◆ What the exercise asks
Your answer should be the lines of the data below that contain "QueryExecutor".

◆ Dataset excerpts
━━━━━━━━━━━━━━━━

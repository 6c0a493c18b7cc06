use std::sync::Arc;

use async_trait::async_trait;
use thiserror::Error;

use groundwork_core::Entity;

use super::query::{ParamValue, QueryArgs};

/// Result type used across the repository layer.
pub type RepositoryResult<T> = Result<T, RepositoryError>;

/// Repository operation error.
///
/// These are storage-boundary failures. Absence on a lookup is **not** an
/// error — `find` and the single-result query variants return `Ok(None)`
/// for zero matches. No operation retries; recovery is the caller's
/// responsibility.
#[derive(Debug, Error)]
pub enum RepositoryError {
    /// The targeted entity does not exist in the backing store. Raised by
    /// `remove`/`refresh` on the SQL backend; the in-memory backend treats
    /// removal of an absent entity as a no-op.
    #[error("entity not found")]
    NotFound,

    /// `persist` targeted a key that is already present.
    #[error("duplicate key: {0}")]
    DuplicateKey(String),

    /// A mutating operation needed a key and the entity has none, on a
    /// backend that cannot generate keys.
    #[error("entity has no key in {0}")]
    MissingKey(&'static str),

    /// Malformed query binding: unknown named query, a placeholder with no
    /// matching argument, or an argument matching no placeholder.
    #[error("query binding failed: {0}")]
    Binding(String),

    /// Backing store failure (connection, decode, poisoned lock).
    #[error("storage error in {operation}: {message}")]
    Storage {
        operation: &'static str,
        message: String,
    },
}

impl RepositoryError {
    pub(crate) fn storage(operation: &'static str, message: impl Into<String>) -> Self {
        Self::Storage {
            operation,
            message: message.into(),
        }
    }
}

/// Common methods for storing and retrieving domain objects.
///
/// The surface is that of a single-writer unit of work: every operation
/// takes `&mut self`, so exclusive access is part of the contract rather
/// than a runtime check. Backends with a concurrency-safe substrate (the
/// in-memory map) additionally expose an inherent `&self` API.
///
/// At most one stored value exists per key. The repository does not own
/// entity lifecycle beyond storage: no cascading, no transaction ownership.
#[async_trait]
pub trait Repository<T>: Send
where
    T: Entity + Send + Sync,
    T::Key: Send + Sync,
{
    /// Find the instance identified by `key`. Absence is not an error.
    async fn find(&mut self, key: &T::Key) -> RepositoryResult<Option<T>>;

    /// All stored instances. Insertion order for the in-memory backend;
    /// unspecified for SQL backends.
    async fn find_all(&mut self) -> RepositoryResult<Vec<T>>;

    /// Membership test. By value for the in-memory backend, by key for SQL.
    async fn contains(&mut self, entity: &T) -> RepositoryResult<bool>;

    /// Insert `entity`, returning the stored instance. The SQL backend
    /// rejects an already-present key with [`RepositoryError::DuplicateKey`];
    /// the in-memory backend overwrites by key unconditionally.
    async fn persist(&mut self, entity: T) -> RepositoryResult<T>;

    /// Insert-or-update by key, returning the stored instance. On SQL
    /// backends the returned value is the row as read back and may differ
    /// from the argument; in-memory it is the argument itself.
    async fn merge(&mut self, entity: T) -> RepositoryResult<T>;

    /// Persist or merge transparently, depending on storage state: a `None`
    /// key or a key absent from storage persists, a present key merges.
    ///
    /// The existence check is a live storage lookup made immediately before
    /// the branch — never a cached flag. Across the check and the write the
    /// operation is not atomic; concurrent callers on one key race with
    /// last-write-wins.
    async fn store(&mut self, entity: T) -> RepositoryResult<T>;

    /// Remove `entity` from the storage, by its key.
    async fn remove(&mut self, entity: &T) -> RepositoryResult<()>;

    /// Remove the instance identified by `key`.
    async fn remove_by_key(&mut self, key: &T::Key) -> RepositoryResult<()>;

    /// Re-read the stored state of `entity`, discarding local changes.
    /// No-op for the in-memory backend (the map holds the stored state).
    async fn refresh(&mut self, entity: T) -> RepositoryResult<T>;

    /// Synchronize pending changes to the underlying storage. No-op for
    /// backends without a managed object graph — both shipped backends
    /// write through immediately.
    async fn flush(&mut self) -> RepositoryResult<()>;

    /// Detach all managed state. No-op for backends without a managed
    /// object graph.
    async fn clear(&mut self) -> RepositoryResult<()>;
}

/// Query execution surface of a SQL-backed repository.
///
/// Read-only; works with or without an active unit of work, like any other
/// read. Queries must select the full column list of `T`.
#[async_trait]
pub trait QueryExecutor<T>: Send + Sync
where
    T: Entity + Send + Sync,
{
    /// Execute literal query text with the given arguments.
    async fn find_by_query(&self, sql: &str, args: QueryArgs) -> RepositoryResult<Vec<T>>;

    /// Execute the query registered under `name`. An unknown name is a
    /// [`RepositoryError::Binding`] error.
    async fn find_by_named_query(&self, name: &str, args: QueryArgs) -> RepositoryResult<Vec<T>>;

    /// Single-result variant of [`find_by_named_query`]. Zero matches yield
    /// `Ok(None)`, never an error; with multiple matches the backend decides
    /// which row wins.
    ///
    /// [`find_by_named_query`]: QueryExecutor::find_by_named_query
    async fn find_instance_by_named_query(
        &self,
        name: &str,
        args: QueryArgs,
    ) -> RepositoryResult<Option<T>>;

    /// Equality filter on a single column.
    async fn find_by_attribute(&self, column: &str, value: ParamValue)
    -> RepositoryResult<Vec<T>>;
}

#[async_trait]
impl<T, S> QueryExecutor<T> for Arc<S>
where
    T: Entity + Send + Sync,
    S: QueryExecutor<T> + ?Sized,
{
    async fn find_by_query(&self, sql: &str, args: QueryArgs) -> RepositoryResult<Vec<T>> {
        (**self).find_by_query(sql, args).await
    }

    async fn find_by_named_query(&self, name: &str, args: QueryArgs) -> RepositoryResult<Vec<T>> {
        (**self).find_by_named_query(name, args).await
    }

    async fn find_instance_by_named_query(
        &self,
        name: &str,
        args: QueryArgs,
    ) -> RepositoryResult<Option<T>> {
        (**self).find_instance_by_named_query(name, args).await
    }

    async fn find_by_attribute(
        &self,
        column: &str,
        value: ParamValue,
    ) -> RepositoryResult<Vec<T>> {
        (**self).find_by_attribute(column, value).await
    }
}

━━━━━━━━━━━━━━━━

◆ Task result
pub trait QueryExecutor<T>: Send + Sync
    /// [`find_by_named_query`]: QueryExecutor::find_by_named_query
impl<T, S> QueryExecutor<T> for Arc<S>
    S: QueryExecutor<T> + ?Sized,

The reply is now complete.